• [Aim of the task]: Copy out each line of the data below in which the string "RegenerateImageResponse" appears.
═════ Input material
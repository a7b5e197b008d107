//! Clients for the external services the pipeline depends on.

use std::sync::Arc;
use std::time::Duration;

use crate::config::{BlobConfig, Config};
use crate::errors::ApiError;

pub mod fetcher;
pub mod images;
pub mod prompts;
pub mod storage;
pub mod text;

pub use fetcher::{ContentFetcher, HttpContentFetcher};
pub use images::{HttpImageClient, ImageBatch, ImageGenerator, generate_images};
pub use prompts::PromptWriter;
pub use storage::{BlobStore, HttpBlobStore, LocalBlobStore};
pub use text::{MessagesClient, TextGenerator};

/// Upper bound on a single generation or upload call.
const UPSTREAM_TIMEOUT: Duration = Duration::from_secs(120);

/// External clients, constructed once at start-up and shared.
#[derive(Clone)]
pub struct Clients {
    pub fetcher: Arc<dyn ContentFetcher>,
    pub text: Arc<dyn TextGenerator>,
    pub prompts: Arc<dyn PromptWriter>,
    pub images: Arc<dyn ImageGenerator>,
    pub blobs: Arc<dyn BlobStore>,
}

impl Clients {
    /// Builds the production clients described by `config`.
    pub fn from_config(config: &Config) -> Result<Self, ApiError> {
        let blobs: Arc<dyn BlobStore> = match &config.blob {
            BlobConfig::Local { dir, public_url } => {
                Arc::new(LocalBlobStore::new(dir.clone(), public_url.clone()))
            }
            BlobConfig::Http {
                upload_url,
                public_url,
            } => Arc::new(HttpBlobStore::new(
                upload_url.clone(),
                public_url.clone(),
                UPSTREAM_TIMEOUT,
            )?),
        };

        let messages = Arc::new(MessagesClient::new(
            config.text_api_url.clone(),
            config.text_api_key.clone(),
            config.text_model.clone(),
            UPSTREAM_TIMEOUT,
        )?);

        Ok(Clients {
            fetcher: Arc::new(HttpContentFetcher::new(
                config.fetch_timeout,
                config.allow_local_fetch,
            )?),
            text: messages.clone(),
            prompts: messages,
            images: Arc::new(HttpImageClient::new(
                config.image_api_url.clone(),
                config.image_api_key.clone(),
                config.nova_model.clone(),
                config.titan_model.clone(),
                UPSTREAM_TIMEOUT,
            )?),
            blobs,
        })
    }
}
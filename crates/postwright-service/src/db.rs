use diesel::prelude::*;
use diesel::sqlite::SqliteConnection;
use diesel_migrations::{EmbeddedMigrations, MigrationHarness, embed_migrations};
use std::error::Error;
use tracing::info;

pub const MIGRATIONS: EmbeddedMigrations = embed_migrations!();

pub type MigrationError = Box<dyn Error + Send + Sync + 'static>;

/// Opens the database and brings its schema up to date.
pub fn establish_connection(database_url: &str) -> Result<SqliteConnection, MigrationError> {
    let mut connection = SqliteConnection::establish(database_url)?;
    run_migrations(&mut connection)?;
    Ok(connection)
}

pub fn run_migrations(connection: &mut SqliteConnection) -> Result<(), MigrationError> {
    let applied = connection.run_pending_migrations(MIGRATIONS)?;
    if !applied.is_empty() {
        info!(count = applied.len(), "Applied database migrations");
    }
    Ok(())
}
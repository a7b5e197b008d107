use crate::AppState;
use axum::{Router, response::Redirect, routing::get};

pub mod api;
pub mod web;

async fn health() -> &'static str {
    "OK"
}

pub fn create_router<S: AppState>() -> Router<S> {
    Router::new()
        .route("/", get(|| async { Redirect::to("/web") }))
        .route("/health", get(health))
        .nest("/api", api::create_api_router())
        .nest("/web", web::create_web_router())
}

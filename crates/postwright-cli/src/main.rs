use clap::{Parser, Subcommand};
use reqwest::{Client, Response, header};
use serde::{Deserialize, Serialize};
use serde_json::Value;
use std::error::Error;
use std::path::PathBuf;
use std::time::Duration;
use url::Url;

#[derive(Parser)]
#[command(name = "postwright")]
#[command(about = "Turn articles into social posts with generated images")]
struct Cli {
    /// Base URL for the Postwright service
    #[arg(long, default_value = "http://localhost:3000")]
    service_url: String,

    #[command(subcommand)]
    command: Commands,
}

#[derive(Subcommand)]
enum Commands {
    /// Generate a post from an article
    Generate {
        /// URL of the article
        url: String,
        /// Optional guidance for the writer
        #[arg(short, long)]
        instructions: Option<String>,
    },
    /// Show image progress for a post
    Status {
        id: i32,
        /// Poll until the images are finished
        #[arg(short, long)]
        wait: bool,
    },
    /// List posts, newest first
    List,
    /// Save a post's markdown document
    Download {
        id: i32,
        /// Output path; defaults to the file name suggested by the service
        #[arg(short, long)]
        output: Option<PathBuf>,
    },
    /// Replace one of a post's images
    Regenerate {
        id: i32,
        /// Prompt for the new image
        prompt: String,
        /// Which image to replace
        #[arg(long, default_value_t = 1, value_parser = clap::value_parser!(i64).range(1..=2))]
        image: i64,
        /// Image model: nova or titan
        #[arg(long, default_value = "nova")]
        model: String,
    },
}

#[derive(Serialize)]
struct CreatePost {
    url: String,
    instructions: Option<String>,
}

#[derive(Deserialize)]
struct CreatePostResponse {
    id: i32,
    images_processing: bool,
}

#[derive(Deserialize)]
struct ImageStatus {
    images_processing: bool,
    image_url_1: Option<String>,
    image_url_2: Option<String>,
    images_completed_at: Option<String>,
}

#[derive(Deserialize)]
struct PostSummary {
    id: i32,
    summary: String,
    images_processing: bool,
    image_count: usize,
    created_at: String,
}

#[derive(Deserialize)]
struct ListPostsResponse {
    items: Vec<PostSummary>,
    total: usize,
}

#[derive(Serialize)]
struct RegenerateImage {
    prompt_text: String,
    model_type: String,
    image_number: i64,
}

#[derive(Deserialize)]
struct RegenerateImageResponse {
    image_url: String,
    model_type: String,
    image_number: u8,
}

const POLL_INTERVAL: Duration = Duration::from_secs(3);

#[tokio::main]
async fn main() -> Result<(), Box<dyn Error>> {
    let cli = Cli::parse();
    let client = Client::new();
    let service_url = cli.service_url.trim_end_matches('/');

    match cli.command {
        Commands::Generate { url, instructions } => {
            generate(&client, service_url, url, instructions).await?;
        }
        Commands::Status { id, wait } => status(&client, service_url, id, wait).await?,
        Commands::List => list(&client, service_url).await?,
        Commands::Download { id, output } => download(&client, service_url, id, output).await?,
        Commands::Regenerate {
            id,
            prompt,
            image,
            model,
        } => regenerate(&client, service_url, id, prompt, image, model).await?,
    }

    Ok(())
}

/// Returns the response if it succeeded, otherwise the service's error message.
async fn check(response: Response) -> Result<Response, Box<dyn Error>> {
    let status = response.status();
    if status.is_success() {
        return Ok(response);
    }

    let body = response.text().await?;
    let message = serde_json::from_str::<Value>(&body)
        .ok()
        .and_then(|v| v["error"].as_str().map(str::to_string))
        .unwrap_or(body);
    Err(format!("{status}: {message}").into())
}

async fn generate(
    client: &Client,
    service_url: &str,
    url: String,
    instructions: Option<String>,
) -> Result<(), Box<dyn Error>> {
    Url::parse(&url).map_err(|e| format!("Invalid URL {url}: {e}"))?;

    let endpoint = format!("{service_url}/api/v1/posts");
    let payload = CreatePost { url, instructions };

    let response = check(client.post(&endpoint).json(&payload).send().await?).await?;
    let created: CreatePostResponse = response.json().await?;

    println!("Post created with ID: {}", created.id);
    if created.images_processing {
        println!("Images are being generated; run `postwright status {} --wait`", created.id);
    } else {
        println!("Images could not be scheduled for this post");
    }
    Ok(())
}

async fn fetch_status(
    client: &Client,
    service_url: &str,
    id: i32,
) -> Result<ImageStatus, Box<dyn Error>> {
    let endpoint = format!("{service_url}/api/v1/posts/{id}/image-status");
    Ok(check(client.get(&endpoint).send().await?).await?.json().await?)
}

async fn status(
    client: &Client,
    service_url: &str,
    id: i32,
    wait: bool,
) -> Result<(), Box<dyn Error>> {
    let mut current = fetch_status(client, service_url, id).await?;
    while wait && current.images_processing {
        eprintln!("Images still processing...");
        tokio::time::sleep(POLL_INTERVAL).await;
        current = fetch_status(client, service_url, id).await?;
    }

    if current.images_processing {
        println!("Post {id}: images processing");
        return Ok(());
    }

    println!(
        "Post {id}: images finished at {}",
        current.images_completed_at.as_deref().unwrap_or("unknown time")
    );
    for (n, url) in [current.image_url_1, current.image_url_2].iter().enumerate() {
        match url {
            Some(url) => println!("  Image {}: {url}", n + 1),
            None => println!("  Image {}: (none)", n + 1),
        }
    }
    Ok(())
}

async fn list(client: &Client, service_url: &str) -> Result<(), Box<dyn Error>> {
    let endpoint = format!("{service_url}/api/v1/posts");
    let posts: ListPostsResponse = check(client.get(&endpoint).send().await?).await?.json().await?;

    println!("{} post(s)", posts.total);
    for post in posts.items {
        let images = if post.images_processing {
            "processing".to_string()
        } else {
            format!("{} image(s)", post.image_count)
        };
        println!("{:>5}  {}  [{}]  {}", post.id, post.created_at, images, post.summary);
    }
    Ok(())
}

fn suggested_filename(response: &Response) -> Option<String> {
    let disposition = response.headers().get(header::CONTENT_DISPOSITION)?.to_str().ok()?;
    let name = disposition.split("filename=").nth(1)?.trim_matches('"');
    (!name.is_empty()).then(|| name.to_string())
}

async fn download(
    client: &Client,
    service_url: &str,
    id: i32,
    output: Option<PathBuf>,
) -> Result<(), Box<dyn Error>> {
    let endpoint = format!("{service_url}/api/v1/posts/{id}/markdown");
    let response = check(client.get(&endpoint).send().await?).await?;

    let path = output.unwrap_or_else(|| {
        PathBuf::from(suggested_filename(&response).unwrap_or_else(|| format!("post_{id}.md")))
    });
    let markdown = response.text().await?;
    tokio::fs::write(&path, markdown).await?;

    println!("Saved {}", path.display());
    Ok(())
}

async fn regenerate(
    client: &Client,
    service_url: &str,
    id: i32,
    prompt: String,
    image: i64,
    model: String,
) -> Result<(), Box<dyn Error>> {
    let endpoint = format!("{service_url}/api/v1/posts/{id}/regenerate-image");
    let payload = RegenerateImage {
        prompt_text: prompt,
        model_type: model,
        image_number: image,
    };

    let response = check(client.post(&endpoint).json(&payload).send().await?).await?;
    let regenerated: RegenerateImageResponse = response.json().await?;

    println!(
        "Image {} regenerated with {}: {}",
        regenerated.image_number, regenerated.model_type, regenerated.image_url
    );
    Ok(())
}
══════════
• [Answer section]:
struct RegenerateImageResponse {
    let regenerated: RegenerateImageResponse = response.json().await?;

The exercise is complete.